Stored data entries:
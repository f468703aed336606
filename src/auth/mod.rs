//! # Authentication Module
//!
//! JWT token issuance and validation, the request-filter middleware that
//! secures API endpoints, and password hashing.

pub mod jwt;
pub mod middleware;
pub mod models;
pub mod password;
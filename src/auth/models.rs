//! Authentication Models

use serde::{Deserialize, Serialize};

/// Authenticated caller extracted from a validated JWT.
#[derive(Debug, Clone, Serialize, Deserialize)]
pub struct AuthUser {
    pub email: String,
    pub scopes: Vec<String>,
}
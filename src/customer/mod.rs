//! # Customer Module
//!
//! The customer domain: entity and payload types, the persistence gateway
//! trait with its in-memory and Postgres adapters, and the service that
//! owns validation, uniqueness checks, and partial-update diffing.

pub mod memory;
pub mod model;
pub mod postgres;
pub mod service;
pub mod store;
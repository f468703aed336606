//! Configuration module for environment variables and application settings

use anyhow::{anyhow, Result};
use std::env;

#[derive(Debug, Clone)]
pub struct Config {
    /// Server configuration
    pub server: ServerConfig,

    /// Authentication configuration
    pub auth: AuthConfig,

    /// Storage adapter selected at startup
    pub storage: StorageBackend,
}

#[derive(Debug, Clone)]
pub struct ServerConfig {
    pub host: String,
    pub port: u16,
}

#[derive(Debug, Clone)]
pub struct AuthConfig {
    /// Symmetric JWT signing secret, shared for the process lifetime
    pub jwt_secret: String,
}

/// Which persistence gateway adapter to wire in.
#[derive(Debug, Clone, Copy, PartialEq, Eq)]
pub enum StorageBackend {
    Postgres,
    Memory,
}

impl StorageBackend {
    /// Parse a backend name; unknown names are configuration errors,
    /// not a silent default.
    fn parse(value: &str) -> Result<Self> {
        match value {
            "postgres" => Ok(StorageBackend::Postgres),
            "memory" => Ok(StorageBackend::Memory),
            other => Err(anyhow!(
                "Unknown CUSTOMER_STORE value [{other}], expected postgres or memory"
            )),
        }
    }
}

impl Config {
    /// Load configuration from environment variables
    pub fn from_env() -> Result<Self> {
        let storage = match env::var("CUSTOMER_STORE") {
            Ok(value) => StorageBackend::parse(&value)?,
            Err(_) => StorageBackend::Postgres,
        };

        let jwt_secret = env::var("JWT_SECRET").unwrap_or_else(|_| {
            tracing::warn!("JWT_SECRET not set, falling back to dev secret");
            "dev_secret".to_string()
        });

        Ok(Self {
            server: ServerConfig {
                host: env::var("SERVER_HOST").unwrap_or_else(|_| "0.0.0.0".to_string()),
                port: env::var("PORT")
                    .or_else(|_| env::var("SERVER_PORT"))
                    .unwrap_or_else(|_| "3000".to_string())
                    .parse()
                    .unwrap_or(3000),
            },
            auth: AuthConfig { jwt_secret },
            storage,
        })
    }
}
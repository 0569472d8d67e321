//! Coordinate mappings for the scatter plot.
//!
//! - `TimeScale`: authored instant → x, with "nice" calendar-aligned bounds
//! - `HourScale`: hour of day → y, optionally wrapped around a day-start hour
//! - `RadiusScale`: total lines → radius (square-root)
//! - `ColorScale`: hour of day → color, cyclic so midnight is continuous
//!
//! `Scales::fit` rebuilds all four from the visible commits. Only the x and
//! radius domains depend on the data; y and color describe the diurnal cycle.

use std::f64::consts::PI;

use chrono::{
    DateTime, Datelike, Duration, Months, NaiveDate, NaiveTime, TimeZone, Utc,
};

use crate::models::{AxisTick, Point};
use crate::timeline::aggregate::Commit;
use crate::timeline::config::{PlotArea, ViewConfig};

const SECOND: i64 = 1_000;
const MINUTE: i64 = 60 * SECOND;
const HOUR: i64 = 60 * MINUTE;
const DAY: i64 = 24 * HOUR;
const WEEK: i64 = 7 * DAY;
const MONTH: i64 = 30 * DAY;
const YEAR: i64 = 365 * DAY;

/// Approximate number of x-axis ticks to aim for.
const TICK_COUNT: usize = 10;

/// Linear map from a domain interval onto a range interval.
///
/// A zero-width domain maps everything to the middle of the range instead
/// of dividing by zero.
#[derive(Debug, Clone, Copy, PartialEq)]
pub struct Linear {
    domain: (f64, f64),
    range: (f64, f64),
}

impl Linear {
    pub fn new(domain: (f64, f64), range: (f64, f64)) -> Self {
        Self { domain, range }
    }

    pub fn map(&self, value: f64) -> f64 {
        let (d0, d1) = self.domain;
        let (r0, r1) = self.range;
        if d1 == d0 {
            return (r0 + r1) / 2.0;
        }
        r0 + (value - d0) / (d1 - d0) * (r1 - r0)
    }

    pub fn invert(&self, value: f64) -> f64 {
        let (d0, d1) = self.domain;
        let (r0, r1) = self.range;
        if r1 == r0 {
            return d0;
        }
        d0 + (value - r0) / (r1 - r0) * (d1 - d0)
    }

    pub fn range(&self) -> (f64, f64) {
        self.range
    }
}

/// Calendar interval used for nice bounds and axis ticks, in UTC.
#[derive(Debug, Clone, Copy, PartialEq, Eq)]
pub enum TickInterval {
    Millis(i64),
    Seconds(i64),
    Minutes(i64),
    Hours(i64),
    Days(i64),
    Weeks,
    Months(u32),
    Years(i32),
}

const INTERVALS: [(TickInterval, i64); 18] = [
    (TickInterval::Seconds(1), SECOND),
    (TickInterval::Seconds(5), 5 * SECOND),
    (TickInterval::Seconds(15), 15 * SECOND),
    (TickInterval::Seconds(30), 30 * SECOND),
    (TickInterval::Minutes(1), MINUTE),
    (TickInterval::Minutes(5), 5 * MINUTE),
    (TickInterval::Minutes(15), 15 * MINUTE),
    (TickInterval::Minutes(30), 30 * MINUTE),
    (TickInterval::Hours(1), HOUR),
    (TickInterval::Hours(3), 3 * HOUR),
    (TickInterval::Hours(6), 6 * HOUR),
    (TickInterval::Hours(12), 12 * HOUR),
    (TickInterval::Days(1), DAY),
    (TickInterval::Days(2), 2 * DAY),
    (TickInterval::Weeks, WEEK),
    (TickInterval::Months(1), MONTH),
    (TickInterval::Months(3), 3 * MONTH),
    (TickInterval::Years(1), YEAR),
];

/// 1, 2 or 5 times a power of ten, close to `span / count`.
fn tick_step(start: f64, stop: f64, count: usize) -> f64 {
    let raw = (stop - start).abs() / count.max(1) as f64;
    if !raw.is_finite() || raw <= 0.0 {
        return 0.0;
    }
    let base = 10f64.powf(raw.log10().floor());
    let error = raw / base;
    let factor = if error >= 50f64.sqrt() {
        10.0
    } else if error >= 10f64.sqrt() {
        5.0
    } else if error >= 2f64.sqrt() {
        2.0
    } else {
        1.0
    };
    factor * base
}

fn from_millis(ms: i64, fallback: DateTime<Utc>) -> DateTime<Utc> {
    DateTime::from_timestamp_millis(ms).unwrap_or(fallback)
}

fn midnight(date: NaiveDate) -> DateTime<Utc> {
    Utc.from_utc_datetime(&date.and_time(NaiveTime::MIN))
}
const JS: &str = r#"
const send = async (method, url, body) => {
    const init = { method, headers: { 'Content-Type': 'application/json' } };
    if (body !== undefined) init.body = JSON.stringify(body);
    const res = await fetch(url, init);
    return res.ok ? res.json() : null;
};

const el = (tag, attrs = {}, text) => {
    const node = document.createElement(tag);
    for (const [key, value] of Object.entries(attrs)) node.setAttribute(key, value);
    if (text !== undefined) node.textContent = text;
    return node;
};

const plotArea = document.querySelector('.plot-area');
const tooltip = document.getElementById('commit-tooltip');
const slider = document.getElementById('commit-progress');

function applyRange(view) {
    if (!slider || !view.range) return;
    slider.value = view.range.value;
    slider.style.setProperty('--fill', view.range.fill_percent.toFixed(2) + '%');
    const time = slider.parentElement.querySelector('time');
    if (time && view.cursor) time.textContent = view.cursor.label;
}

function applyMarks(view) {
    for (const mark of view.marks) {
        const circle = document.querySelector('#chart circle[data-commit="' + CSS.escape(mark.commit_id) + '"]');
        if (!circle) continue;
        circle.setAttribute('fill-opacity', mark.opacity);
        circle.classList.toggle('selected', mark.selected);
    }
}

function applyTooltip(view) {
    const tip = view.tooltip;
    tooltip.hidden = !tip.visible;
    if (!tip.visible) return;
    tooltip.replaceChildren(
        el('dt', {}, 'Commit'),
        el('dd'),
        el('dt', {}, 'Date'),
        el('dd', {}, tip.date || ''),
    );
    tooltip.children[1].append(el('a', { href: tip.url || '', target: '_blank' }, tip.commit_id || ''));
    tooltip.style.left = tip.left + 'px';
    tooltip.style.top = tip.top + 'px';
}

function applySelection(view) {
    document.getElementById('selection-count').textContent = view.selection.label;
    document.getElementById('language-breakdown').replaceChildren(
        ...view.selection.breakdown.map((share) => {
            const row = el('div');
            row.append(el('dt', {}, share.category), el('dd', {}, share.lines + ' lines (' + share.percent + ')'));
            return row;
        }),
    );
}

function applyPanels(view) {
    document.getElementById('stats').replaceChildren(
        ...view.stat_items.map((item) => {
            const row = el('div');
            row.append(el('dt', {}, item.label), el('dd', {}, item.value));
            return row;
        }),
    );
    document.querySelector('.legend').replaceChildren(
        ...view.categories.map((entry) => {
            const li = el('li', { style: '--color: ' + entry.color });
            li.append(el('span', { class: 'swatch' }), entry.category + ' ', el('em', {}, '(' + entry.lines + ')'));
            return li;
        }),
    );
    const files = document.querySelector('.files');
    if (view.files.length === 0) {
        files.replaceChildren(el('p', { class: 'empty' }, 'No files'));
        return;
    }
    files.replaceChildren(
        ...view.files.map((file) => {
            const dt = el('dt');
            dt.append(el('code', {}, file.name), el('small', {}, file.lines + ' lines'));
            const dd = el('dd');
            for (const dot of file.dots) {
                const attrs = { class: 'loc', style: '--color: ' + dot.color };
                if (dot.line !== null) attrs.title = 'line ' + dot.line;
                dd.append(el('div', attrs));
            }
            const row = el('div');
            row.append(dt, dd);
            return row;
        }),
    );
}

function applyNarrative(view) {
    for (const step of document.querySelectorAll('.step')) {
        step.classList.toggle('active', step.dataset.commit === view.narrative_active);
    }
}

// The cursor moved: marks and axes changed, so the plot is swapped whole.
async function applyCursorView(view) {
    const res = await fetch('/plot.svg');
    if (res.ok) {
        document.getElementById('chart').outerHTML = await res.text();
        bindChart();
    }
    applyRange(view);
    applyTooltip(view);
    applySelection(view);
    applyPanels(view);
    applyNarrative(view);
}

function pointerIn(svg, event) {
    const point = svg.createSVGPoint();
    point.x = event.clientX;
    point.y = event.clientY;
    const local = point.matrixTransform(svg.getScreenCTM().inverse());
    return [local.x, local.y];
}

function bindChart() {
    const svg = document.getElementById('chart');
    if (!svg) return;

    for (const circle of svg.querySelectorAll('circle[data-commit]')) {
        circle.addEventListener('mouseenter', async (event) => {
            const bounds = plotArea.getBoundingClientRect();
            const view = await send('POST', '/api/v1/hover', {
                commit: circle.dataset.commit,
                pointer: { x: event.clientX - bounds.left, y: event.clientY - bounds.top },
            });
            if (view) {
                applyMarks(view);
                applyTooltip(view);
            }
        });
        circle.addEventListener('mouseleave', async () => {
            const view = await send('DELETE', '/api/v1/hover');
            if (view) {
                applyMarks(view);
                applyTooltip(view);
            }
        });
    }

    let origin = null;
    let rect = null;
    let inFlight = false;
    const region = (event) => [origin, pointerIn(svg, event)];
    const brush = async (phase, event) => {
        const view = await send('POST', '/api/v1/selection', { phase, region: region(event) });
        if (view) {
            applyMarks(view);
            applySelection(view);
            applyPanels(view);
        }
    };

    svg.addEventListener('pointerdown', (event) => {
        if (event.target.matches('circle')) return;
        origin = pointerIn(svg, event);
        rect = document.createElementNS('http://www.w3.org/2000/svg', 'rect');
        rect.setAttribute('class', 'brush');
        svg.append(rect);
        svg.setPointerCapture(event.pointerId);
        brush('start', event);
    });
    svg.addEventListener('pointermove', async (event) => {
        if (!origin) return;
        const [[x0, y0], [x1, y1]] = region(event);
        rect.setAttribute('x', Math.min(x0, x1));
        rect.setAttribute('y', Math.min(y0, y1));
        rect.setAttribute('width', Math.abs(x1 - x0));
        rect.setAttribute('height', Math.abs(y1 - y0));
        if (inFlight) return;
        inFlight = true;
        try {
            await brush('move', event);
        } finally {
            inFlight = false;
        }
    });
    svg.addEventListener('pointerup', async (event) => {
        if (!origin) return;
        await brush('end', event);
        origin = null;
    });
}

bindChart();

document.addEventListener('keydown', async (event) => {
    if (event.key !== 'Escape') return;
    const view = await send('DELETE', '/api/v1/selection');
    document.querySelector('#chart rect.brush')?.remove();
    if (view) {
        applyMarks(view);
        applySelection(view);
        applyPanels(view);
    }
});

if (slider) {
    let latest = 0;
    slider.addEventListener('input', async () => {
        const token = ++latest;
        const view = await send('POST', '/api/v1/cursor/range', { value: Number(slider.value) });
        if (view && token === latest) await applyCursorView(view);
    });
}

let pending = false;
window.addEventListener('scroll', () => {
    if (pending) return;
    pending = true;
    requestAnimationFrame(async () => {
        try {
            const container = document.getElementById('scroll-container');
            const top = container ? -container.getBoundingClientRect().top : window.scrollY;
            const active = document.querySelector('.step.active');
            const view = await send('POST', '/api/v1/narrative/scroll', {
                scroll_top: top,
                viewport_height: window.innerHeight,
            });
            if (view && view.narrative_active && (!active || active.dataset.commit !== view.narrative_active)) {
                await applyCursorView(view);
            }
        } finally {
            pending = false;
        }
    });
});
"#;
* * *
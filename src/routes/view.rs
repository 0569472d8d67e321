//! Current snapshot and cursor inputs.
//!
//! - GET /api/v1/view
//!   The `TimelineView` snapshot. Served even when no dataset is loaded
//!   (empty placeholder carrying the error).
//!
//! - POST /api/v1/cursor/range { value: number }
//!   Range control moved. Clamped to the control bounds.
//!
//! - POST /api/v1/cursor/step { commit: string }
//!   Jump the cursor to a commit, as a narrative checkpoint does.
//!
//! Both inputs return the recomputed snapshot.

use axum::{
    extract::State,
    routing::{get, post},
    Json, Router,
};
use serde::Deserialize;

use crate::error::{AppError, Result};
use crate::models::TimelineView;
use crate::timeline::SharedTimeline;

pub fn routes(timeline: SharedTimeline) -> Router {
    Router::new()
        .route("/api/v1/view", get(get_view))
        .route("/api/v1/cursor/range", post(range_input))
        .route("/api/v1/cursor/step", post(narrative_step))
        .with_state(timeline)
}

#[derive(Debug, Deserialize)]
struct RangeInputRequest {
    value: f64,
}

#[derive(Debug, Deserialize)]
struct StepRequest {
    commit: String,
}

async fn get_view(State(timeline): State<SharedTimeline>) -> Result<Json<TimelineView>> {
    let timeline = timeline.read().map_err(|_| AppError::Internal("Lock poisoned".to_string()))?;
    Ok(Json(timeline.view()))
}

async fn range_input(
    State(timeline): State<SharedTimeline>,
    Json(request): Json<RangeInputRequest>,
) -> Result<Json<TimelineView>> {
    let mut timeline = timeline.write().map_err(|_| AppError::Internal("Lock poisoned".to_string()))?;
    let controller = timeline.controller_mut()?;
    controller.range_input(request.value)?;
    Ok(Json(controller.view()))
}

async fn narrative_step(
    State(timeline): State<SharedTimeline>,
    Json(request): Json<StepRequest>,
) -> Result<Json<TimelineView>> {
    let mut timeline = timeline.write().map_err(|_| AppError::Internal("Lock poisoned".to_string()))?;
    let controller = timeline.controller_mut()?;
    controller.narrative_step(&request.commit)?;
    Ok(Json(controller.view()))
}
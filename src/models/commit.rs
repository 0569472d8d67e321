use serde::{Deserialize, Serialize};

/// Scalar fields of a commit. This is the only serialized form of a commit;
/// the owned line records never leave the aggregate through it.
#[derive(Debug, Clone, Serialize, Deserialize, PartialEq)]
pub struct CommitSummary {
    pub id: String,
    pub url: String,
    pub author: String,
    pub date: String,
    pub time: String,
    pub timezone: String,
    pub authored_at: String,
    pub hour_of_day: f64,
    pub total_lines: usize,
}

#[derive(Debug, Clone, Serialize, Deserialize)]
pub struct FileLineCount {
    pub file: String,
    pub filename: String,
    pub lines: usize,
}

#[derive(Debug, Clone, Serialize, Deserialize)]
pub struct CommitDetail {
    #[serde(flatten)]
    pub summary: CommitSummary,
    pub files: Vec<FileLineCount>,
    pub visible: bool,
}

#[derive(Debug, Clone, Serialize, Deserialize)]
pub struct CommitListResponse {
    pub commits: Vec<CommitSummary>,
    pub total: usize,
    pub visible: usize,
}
---
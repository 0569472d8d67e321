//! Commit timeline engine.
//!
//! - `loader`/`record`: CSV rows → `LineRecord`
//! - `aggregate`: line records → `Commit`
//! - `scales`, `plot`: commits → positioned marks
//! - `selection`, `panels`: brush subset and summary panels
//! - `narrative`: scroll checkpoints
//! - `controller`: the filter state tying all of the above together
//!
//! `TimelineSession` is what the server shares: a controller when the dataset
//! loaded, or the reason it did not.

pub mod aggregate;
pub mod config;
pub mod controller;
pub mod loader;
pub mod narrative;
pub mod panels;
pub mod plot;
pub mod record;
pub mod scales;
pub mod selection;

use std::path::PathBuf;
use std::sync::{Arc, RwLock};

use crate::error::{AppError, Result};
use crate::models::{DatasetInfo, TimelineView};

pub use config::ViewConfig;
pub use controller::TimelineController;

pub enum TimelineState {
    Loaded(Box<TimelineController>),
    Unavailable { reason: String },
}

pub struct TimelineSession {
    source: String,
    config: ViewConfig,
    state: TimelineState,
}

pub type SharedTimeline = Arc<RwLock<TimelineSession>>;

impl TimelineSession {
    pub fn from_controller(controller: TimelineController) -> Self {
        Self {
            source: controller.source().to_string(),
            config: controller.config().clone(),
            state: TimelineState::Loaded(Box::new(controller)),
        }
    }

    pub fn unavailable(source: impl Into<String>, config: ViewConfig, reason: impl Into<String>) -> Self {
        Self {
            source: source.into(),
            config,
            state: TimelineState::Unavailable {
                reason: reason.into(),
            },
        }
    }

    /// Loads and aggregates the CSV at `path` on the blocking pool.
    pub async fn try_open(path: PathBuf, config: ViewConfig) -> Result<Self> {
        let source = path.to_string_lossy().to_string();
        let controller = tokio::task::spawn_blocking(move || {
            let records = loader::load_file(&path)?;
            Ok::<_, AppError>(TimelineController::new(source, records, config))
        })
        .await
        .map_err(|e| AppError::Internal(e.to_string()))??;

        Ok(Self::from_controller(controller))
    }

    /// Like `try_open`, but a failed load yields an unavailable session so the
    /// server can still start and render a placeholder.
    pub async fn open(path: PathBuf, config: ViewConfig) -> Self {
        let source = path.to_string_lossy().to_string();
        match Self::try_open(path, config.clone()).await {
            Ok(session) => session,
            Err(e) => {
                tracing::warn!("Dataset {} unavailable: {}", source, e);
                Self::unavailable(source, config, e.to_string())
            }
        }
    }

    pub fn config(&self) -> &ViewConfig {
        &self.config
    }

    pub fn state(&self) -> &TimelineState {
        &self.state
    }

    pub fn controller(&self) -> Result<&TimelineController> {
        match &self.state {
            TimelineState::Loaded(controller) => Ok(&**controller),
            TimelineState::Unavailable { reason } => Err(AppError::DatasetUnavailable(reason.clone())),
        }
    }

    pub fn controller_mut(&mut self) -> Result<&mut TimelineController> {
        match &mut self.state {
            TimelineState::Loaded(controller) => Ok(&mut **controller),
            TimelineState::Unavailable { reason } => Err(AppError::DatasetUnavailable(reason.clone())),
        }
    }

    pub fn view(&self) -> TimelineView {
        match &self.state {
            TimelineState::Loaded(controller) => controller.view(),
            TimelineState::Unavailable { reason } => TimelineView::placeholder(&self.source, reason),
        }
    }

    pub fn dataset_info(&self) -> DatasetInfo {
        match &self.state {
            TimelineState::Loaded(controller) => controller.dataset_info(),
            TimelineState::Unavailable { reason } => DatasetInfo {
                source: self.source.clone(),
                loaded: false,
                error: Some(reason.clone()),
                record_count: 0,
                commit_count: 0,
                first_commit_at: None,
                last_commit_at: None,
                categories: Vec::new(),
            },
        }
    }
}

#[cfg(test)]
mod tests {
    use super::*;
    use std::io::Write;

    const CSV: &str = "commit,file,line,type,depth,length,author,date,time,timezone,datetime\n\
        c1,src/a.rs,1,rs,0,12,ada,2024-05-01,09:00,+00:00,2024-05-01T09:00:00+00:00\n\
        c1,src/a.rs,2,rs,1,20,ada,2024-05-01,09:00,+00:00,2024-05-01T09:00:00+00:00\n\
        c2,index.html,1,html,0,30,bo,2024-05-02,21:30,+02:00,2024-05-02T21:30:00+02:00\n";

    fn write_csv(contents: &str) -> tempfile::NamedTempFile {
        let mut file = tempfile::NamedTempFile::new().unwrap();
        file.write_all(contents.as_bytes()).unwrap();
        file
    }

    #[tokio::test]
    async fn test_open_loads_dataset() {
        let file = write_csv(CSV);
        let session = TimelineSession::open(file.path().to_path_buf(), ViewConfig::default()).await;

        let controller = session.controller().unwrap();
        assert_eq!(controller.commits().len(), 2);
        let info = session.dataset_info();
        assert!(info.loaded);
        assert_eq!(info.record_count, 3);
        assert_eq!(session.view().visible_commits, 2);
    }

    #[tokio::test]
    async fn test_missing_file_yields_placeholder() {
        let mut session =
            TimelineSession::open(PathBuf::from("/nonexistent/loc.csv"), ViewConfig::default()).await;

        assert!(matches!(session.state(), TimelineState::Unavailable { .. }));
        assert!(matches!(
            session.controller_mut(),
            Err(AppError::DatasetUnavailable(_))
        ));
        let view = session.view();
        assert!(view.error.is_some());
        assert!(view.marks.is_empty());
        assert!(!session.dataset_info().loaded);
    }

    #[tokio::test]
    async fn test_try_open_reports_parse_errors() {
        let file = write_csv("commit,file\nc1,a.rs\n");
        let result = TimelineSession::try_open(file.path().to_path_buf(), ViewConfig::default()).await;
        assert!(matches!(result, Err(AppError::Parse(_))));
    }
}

■ Requirement:
Take the lines above from the one containing "const brush = async" to the one containing "svg.addEventListener('pointerdown', (event) =>" and retype them exactly, both ends included, with nothing added.

■ Response:
    const brush = async (phase, event) => {
        const view = await send('POST', '/api/v1/selection', { phase, region: region(event) });
        if (view) {
            applyMarks(view);
            applySelection(view);
            applyPanels(view);
        }
    };

    svg.addEventListener('pointerdown', (event) => {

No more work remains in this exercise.